Machine Learning project for Aalto University's CS-C3240 - Machine Learning D course. This report was adapted from the one submitted for the class.
Using the right grain of rice in your cooking is essential for satisfactory results. For example, Arborio grains are used for dishes such as risotto but they look highly similar to Ipsala and Karacadag grains. However, if Arborio is not used, then factors such as cook time and starchiness is affected, resulting in unsatisfactory food. Hence, being able to pick the right grains of rice is an essential problem to solve.
This machine learning project will focus on the classification of rice grains using a dataset of five rice varieties: Arborio, Basmati, Ipsala, Jasmine and Karacadag. The goal is to use supervised learning to train a model that can, given an image of a grain of rice, predict as accurately as possible which of the five varieties of rice it is. Multinomial Logistic Regression and Convolutional Neural Networks (CNN) will be used as the two machine learning models.
The dataset was sourced from Kaggle [3]. It should be noted that this machine learning problem is similar to the ones that others have come up with using the same Kaggle dataset. While other solutions immediately applied a machine learning model on the raw dataset, our first strategy involves reducing the number of features by downsizing the image then conducting principal component analysis (PCA) for logistic regression, and our second strategy was to experiment with different convolutional neural network (CNN) architectures, which is distinct from what others have done on Kaggle.

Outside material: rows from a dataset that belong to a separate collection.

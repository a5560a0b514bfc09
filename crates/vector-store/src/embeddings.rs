use crate::error::{Result, VectorStoreError};
use crate::vector::normalize_in_place;
use async_trait::async_trait;
use sha2::{Digest, Sha256};

/// Capability that turns text into a fixed-dimension vector.
///
/// The database never depends on a concrete model. Implementations may call
/// out to a local runtime or a remote API; failures surface as
/// [`VectorStoreError::EmbeddingError`].
#[async_trait]
pub trait EmbeddingModel: Send + Sync {
    /// Length of every vector this model produces
    fn dimension(&self) -> usize;

    async fn embed(&self, text: &str) -> Result<Vec<f32>>;

    /// Embed several texts, preserving order.
    async fn embed_batch(&self, texts: &[&str]) -> Result<Vec<Vec<f32>>> {
        let mut vectors = Vec::with_capacity(texts.len());
        for text in texts {
            vectors.push(self.embed(text).await?);
        }
        Ok(vectors)
    }
}

/// Deterministic bag-of-tokens embedding.
///
/// Each whitespace token is hashed with SHA-256; the first four bytes pick a
/// dimension and a sign. The result is L2-normalized. Useful for tests and
/// offline setups where no learned model is available.
#[derive(Debug, Clone, Copy, PartialEq, Eq)]
pub struct HashEmbeddingModel {
    dimension: usize,
}

impl HashEmbeddingModel {
    pub fn new(dimension: usize) -> Result<Self> {
        if dimension == 0 {
            return Err(VectorStoreError::invalid_config(
                "embedding dimension must be > 0",
            ));
        }
        Ok(Self { dimension })
    }

    /// Synchronous variant of [`EmbeddingModel::embed`].
    #[must_use]
    pub fn embed_sync(&self, text: &str) -> Vec<f32> {
        let mut vector = vec![0.0f32; self.dimension];
        for token in text.split_whitespace() {
            let h = stable_hash32(token);
            let idx = (h & 0x7fff_ffff) as usize % self.dimension;
            vector[idx] += if h & 1 == 0 { 1.0 } else { -1.0 };
        }
        normalize_in_place(&mut vector);
        vector
    }
}

#[async_trait]
impl EmbeddingModel for HashEmbeddingModel {
    fn dimension(&self) -> usize {
        self.dimension
    }

    async fn embed(&self, text: &str) -> Result<Vec<f32>> {
        Ok(self.embed_sync(text))
    }
}

fn stable_hash32(token: &str) -> i32 {
    let digest = Sha256::digest(token.as_bytes());
    i32::from_le_bytes([digest[0], digest[1], digest[2], digest[3]])
}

The original data set consists of 75,000 coloured images with 15,000 images of each rice variety. Each image contains a relatively centered single rice grain on a black background and is 250x250 pixels. The data type is categorical.
Initially, the total number of features per image is 62,500, which is the number of pixels in a 250x250 pixel image. The data is pre-processed to reduce the number of features. All images are labelled with their rice variety according to their sub-folder name, which is either "Arborio", "Basmati", "Ipsala", "Jasmine" or "Karacadag".

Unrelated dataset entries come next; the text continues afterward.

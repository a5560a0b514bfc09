use rag_chunker::ChunkerError;
use rag_search::SearchError;
use rag_vector_store::{RecordId, VectorStoreError};
use thiserror::Error;

pub type Result<T> = std::result::Result<T, DatabaseError>;

#[derive(Error, Debug)]
pub enum DatabaseError {
    #[error("IO error: {0}")]
    IoError(#[from] std::io::Error),

    #[error("Serialization error: {0}")]
    SerializationError(#[from] serde_json::Error),

    #[error("Config parse error: {0}")]
    ConfigParse(String),

    #[error("Vector store error: {0}")]
    VectorStoreError(VectorStoreError),

    #[error("Search error: {0}")]
    SearchError(SearchError),

    #[error("Invalid vector dimension: expected {expected}, got {actual}")]
    DimensionMismatch { expected: usize, actual: usize },

    #[error("Vector component {index} is not a finite number")]
    NonFiniteVector { index: usize },

    #[error("Invalid configuration: {0}")]
    InvalidConfiguration(String),

    #[error("Record not found: {0}")]
    NotFound(RecordId),

    #[error("Chunk {chunk_index} of '{parent}' appears more than once in the batch")]
    DuplicateChunk { parent: String, chunk_index: usize },

    #[error("Embedding error: {0}")]
    EmbeddingError(String),

    #[error("Unsupported snapshot format version {found} (expected {expected})")]
    FormatVersionMismatch { found: u32, expected: u32 },

    #[error("Snapshot does not match the live configuration: {0}")]
    ConfigMismatch(String),
}

impl DatabaseError {
    pub fn invalid_config(msg: impl Into<String>) -> Self {
        Self::InvalidConfiguration(msg.into())
    }

    pub fn config_mismatch(msg: impl Into<String>) -> Self {
        Self::ConfigMismatch(msg.into())
    }
}

// Lift the taxonomy-level variants out of the lower crates so callers can match
// on `DimensionMismatch` / `NotFound` regardless of which layer raised them.
impl From<VectorStoreError> for DatabaseError {
    fn from(err: VectorStoreError) -> Self {
        match err {
            VectorStoreError::DimensionMismatch { expected, actual } => {
                Self::DimensionMismatch { expected, actual }
            }
            VectorStoreError::NotFound(id) => Self::NotFound(id),
            VectorStoreError::NonFiniteComponent { index } => Self::NonFiniteVector { index },
            VectorStoreError::InvalidConfig(msg) => Self::InvalidConfiguration(msg),
            VectorStoreError::EmbeddingError(msg) => Self::EmbeddingError(msg),
            other => Self::VectorStoreError(other),
        }
    }
}

impl From<ChunkerError> for DatabaseError {
    fn from(err: ChunkerError) -> Self {
        match err {
            ChunkerError::InvalidConfig(msg) => Self::InvalidConfiguration(msg),
        }
    }
}

impl From<SearchError> for DatabaseError {
    fn from(err: SearchError) -> Self {
        match err {
            SearchError::VectorStoreError(inner) => inner.into(),
            SearchError::SerializationError(inner) => Self::SerializationError(inner),
            other => Self::SearchError(other),
        }
    }
}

All the images are downsized to 50x50 pixels to reduce the number of pixels in each image from 62,500 to 2,500. This reduces the computational resources required to run the machine learning models so they will run faster on our personal computers. Then the images are converted to a matrix with shape (50, 50, 3).
The next strategy used in the pre-processing stage is to use Principal Component Analysis (PCA) to reduce the number of features for the logistic regression model. The matrix is reshaped into a vector of length 7500 for PCA. PCA was not done on the input to the CNN model since the CNN model has dimensionality reduction built into the neural network. This flowchart shows the steps used in pre-processing the image data.

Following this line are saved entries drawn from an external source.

impl Database {
    pub fn new(config: DatabaseConfig) -> Result<Self> {
        config.validate()?;
        let state = IndexState::empty(&config)?;
        log::info!(
            "Database ready: dim={}, lsh={}x{} (seed {}), cache={}",
            config.dimension,
            config.lsh.bands,
            config.lsh.bits_per_band,
            config.lsh.seed,
            config.options.query_cache_capacity
        );
        Ok(Self {
            cache: QueryCache::new(config.options.query_cache_capacity),
            state: RwLock::new(state),
            metrics: MetricsCollector::new(),
            persistence: tokio::sync::Mutex::new(()),
            config,
        })
    }

    pub const fn config(&self) -> &DatabaseConfig {
        &self.config
    }

    /// Right length and no NaN or infinite components.
    fn check_vector(&self, vector: &[f32]) -> Result<()> {
        if vector.len() != self.config.dimension {
            return Err(DatabaseError::DimensionMismatch {
                expected: self.config.dimension,
                actual: vector.len(),
            });
        }
        if let Some(index) = first_non_finite(vector) {
            return Err(DatabaseError::NonFiniteVector { index });
        }
        Ok(())
    }

    /// Chunk, embed and store a document with the default chunking.
    pub async fn upsert_text_document(
        &self,
        external_id: &str,
        text: &str,
        metadata: DocumentMetadata,
        model: &dyn EmbeddingModel,
    ) -> Result<UpsertReport> {
        let chunking = self.config.options.default_chunking.clone();
        self.upsert_text_document_with(external_id, text, metadata, model, &chunking)
            .await
    }

    /// Chunk, embed and store a document, replacing any previous version.
    ///
    /// Chunk `i` reuses the record id previously holding chunk `i` of the same
    /// document; chunks beyond the new count are tombstoned. All embedding
    /// happens before the index is touched, so dropping the future or an
    /// embedding failure leaves the stored document unchanged.
    pub async fn upsert_text_document_with(
        &self,
        external_id: &str,
        text: &str,
        metadata: DocumentMetadata,
        model: &dyn EmbeddingModel,
        chunking: &ChunkingOptions,
    ) -> Result<UpsertReport> {
        if model.dimension() != self.config.dimension {
            return Err(DatabaseError::DimensionMismatch {
                expected: self.config.dimension,
                actual: model.dimension(),
            });
        }

        let chunks = Chunker::new(chunking)?.chunk(text);
        let texts: Vec<&str> = chunks.iter().map(|chunk| chunk.text.as_str()).collect();
        let vectors = model.embed_batch(&texts).await?;
        if vectors.len() != chunks.len() {
            return Err(DatabaseError::EmbeddingError(format!(
                "model returned {} vectors for {} chunks",
                vectors.len(),
                chunks.len()
            )));
        }

        let mut embeddings = Vec::with_capacity(chunks.len());
        for (chunk, vector) in chunks.into_iter().zip(vectors) {
            self.check_vector(&vector)?;
            embeddings.push(
                DocumentEmbedding::new(external_id, chunk.chunk_index, chunk.text, vector)
                    .with_metadata(metadata.clone()),
            );
        }

        let report = self.commit_document(external_id, embeddings)?;
        log::debug!(
            "Upserted '{}': {} chunks ({} replaced, {} inserted, {} tombstoned)",
            external_id,
            report.chunks,
            report.replaced,
            report.inserted,
            report.tombstoned
        );
        Ok(report)
    }

    fn commit_document(
        &self,
        external_id: &str,
        embeddings: Vec<DocumentEmbedding>,
    ) -> Result<UpsertReport> {
        let mut state = self.state.write();
        let previous = state.store.parent_chunks(external_id);
        let additions = embeddings
            .iter()
            .filter(|e| state.store.find_active(external_id, e.chunk_index).is_none())
            .count();
        state.ensure_room(additions)?;

        let mut report = UpsertReport::new();
        report.chunks = embeddings.len();
        for embedding in embeddings {
            match state.store.find_active(external_id, embedding.chunk_index) {
                Some(id) => {
                    state.replace(id, embedding)?;
                    report.add_replaced(id);
                }
                None => {
                    let id = state.insert(embedding)?;
                    self.metrics.on_insert();
                    report.add_inserted(id);
                }
            }
        }

        for (chunk_index, id) in previous {
            if chunk_index >= report.chunks && state.tombstone(id)? {
                self.metrics.on_tombstone();
                report.add_tombstoned(1);
            }
        }
        Ok(report)
    }

    /// Store pre-embedded chunks as one indivisible write.
    ///
    /// A chunk whose `(parent, chunk_index)` is already active replaces that
    /// record in place. The whole batch is validated first: a wrong dimension,
    /// a non-finite component or a key repeated inside the batch rejects it
    /// without storing anything.
    pub fn add_batch(&self, embeddings: Vec<DocumentEmbedding>) -> Result<UpsertReport> {
        let mut keys: HashSet<(&str, usize)> = HashSet::with_capacity(embeddings.len());
        for embedding in &embeddings {
            self.check_vector(&embedding.vector)?;
            if !keys.insert((embedding.parent_external_id.as_str(), embedding.chunk_index)) {
                return Err(DatabaseError::DuplicateChunk {
                    parent: embedding.parent_external_id.clone(),
                    chunk_index: embedding.chunk_index,
                });
            }
        }
        drop(keys);

        let mut state = self.state.write();
        let additions = embeddings
            .iter()
            .filter(|e| {
                state
                    .store
                    .find_active(&e.parent_external_id, e.chunk_index)
                    .is_none()
            })
            .count();
        state.ensure_room(additions)?;

        let mut report = UpsertReport::new();
        report.chunks = embeddings.len();
        for embedding in embeddings {
            match state
                .store
                .find_active(&embedding.parent_external_id, embedding.chunk_index)
            {
                Some(id) => {
                    state.replace(id, embedding)?;
                    report.add_replaced(id);
                }
                None => {
                    let id = state.insert(embedding)?;
                    report.add_inserted(id);
                }
            }
        }
        self.metrics.on_insert_many(report.inserted as u64);
        drop(state);

        log::debug!(
            "Batch stored: {} inserted, {} replaced",
            report.inserted,
            report.replaced
        );
        Ok(report)
    }

    /// Top-k search for a query embedding.
    ///
    /// Cached results are returned as-is, even if the index changed since
    /// they were computed.
    pub fn search(&self, query_vector: &[f32], options: &SearchOptions) -> Result<Vec<SearchResult>> {
        let started = Instant::now();
        options.validate()?;
        self.check_vector(query_vector)?;

        let query: Cow<'_, [f32]> = if self.config.options.normalize_query_on_search {
            Cow::Owned(normalized(query_vector))
        } else {
            Cow::Borrowed(query_vector)
        };

        let key = if self.cache.is_enabled() {
            Some(CacheKey::new(&query, options)?)
        } else {
            None
        };
        if let Some(hit) = key.as_ref().and_then(|key| self.cache.get(key)) {
            self.metrics.on_cache_hit();
            self.metrics.on_query(started.elapsed());
            return Ok(hit.as_ref().clone());
        }

        let results = {
            let state = self.state.read();
            let candidates = state
                .lsh
                .candidates(&query, self.config.lsh.max_candidates)?;
            log::debug!(
                "Search: {} candidates (full scan: {})",
                candidates.ids.len(),
                candidates.full_scan
            );
            rank(
                candidates
                    .ids
                    .iter()
                    .filter_map(|id| state.store.get(*id).ok()),
                &query,
                options,
            )
        };

        if let Some(key) = key {
            self.cache.put(key, Arc::new(results.clone()));
        }
        self.metrics.on_query(started.elapsed());
        Ok(results)
    }

    /// Tombstone one record. Returns `false` if it already was.
    pub fn tombstone(&self, id: RecordId) -> Result<bool> {
        let mut state = self.state.write();
        let changed = state.tombstone(id)?;
        if changed {
            self.metrics.on_tombstone();
        }
        Ok(changed)
    }

    /// Tombstone every active chunk of a document. Returns how many there were;
    /// an unknown document yields 0.
    pub fn tombstone_document(&self, external_id: &str) -> Result<usize> {
        let mut state = self.state.write();
        let mut removed = 0;
        for (_, id) in state.store.parent_chunks(external_id) {
            if state.tombstone(id)? {
                self.metrics.on_tombstone();
                removed += 1;
            }
        }
        Ok(removed)
    }

    /// Any stored record, tombstoned ones included.
    pub fn get_record(&self, id: RecordId) -> Result<Record> {
        Ok(self.state.read().store.get(id)?.clone())
    }

    /// Physically drop tombstoned records and renumber the rest.
    ///
    /// Record ids handed out earlier are invalid afterwards, so the query
    /// cache is cleared as well.
    pub fn compact(&self) -> Result<usize> {
        let removed = {
            let mut state = self.state.write();
            state.compact()?
        };
        self.cache.clear();
        log::info!("Compacted index: {removed} tombstoned records dropped");
        Ok(removed)
    }

    /// Write a snapshot to `path` (or `<path>/ragdb.snapshot.json` for a
    /// directory). Returns the file written.
    pub async fn save(&self, path: impl AsRef<Path>) -> Result<PathBuf> {
        let _persist = self.persistence.lock().await;
        let path = resolve_snapshot_path(path.as_ref()).await;

        let snapshot = {
            let state = self.state.read();
            Snapshot::capture(
                self.config.dimension,
                &self.config.lsh,
                state.store.iter(),
                self.metrics.snapshot(),
            )
        };
        let records = snapshot.records.len();
        write_snapshot(&path, &snapshot).await?;

        log::info!("Saved {records} records to {}", path.display());
        Ok(path)
    }

    /// Replace the whole index with a snapshot.
    ///
    /// The snapshot is read, checked against this database's dimension and
    /// LSH configuration, and fully rebuilt before anything is swapped in; a
    /// failing load leaves the current index untouched.
    pub async fn load(&self, path: impl AsRef<Path>) -> Result<PathBuf> {
        let _persist = self.persistence.lock().await;
        let path = resolve_snapshot_path(path.as_ref()).await;

        let snapshot = read_snapshot(&path).await?;
        snapshot.check_compatible(self.config.dimension, &self.config.lsh)?;
        let (records, mut metrics) = snapshot.into_records()?;
        let fresh = IndexState::from_records(&self.config, records)?;

        metrics.records_active = fresh.store.active_len() as u64;
        metrics.records_total = metrics.records_total.max(fresh.store.len() as u64);
        let records = fresh.store.len();

        {
            let mut state = self.state.write();
            *state = fresh;
            self.metrics.restore(&metrics);
        }
        self.cache.clear();

        log::info!("Loaded {records} records from {}", path.display());
        Ok(path)
    }

    pub fn get_metrics(&self) -> MetricsSnapshot {
        self.metrics.snapshot()
    }
}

PCA can be applied to the dataset to further reduce the number of dimensions. Even after downsizing the image, there are still 2,500 pixels per image and 75,000 images in the data set, further reducing the dimensions would be necessary to reduce the computational power required to run the machine learning model.
PCA does not have a loss function associated with it. It transforms a large set of variables into a smaller one that contains most of the information of the larger set. This involves standardizing the range of variables to the same scale so each one contributes equally to analysis. Then, the covariance matrix is computed to determine if there is a relationship between the variables in the input data. After that, the principal components of the data are determined, which are new variables that linear combinations of the initial variables and are uncorrelated. [2]
The explained variance ratio and cumulative explained variance ratio was plotted against 50 generated features, as seen in this figure.
50 features were kept for the machine learning models since the expected variance ratio past 50 features would have been very low and negligible.
The code used to conduct the PCA was referenced from assignment 2 of the CS-C3240 Machine Learning course.
The features output from the PCA will be used as inputs to train the Multinomial Logistic Regression model. The input used for the Convolutional Neural Network are the images represented by the 3D matrix consisting of 50x50 pixels and 3 RGB channels per pixel. CNNs are designed to take in matrix-like data, which allows them to analyze the spatial properties of an image, hence the features for the CNN is 50x50x3 for each image. During training, filters automatically learn to detect features like edges, textures, patterns, and object parts.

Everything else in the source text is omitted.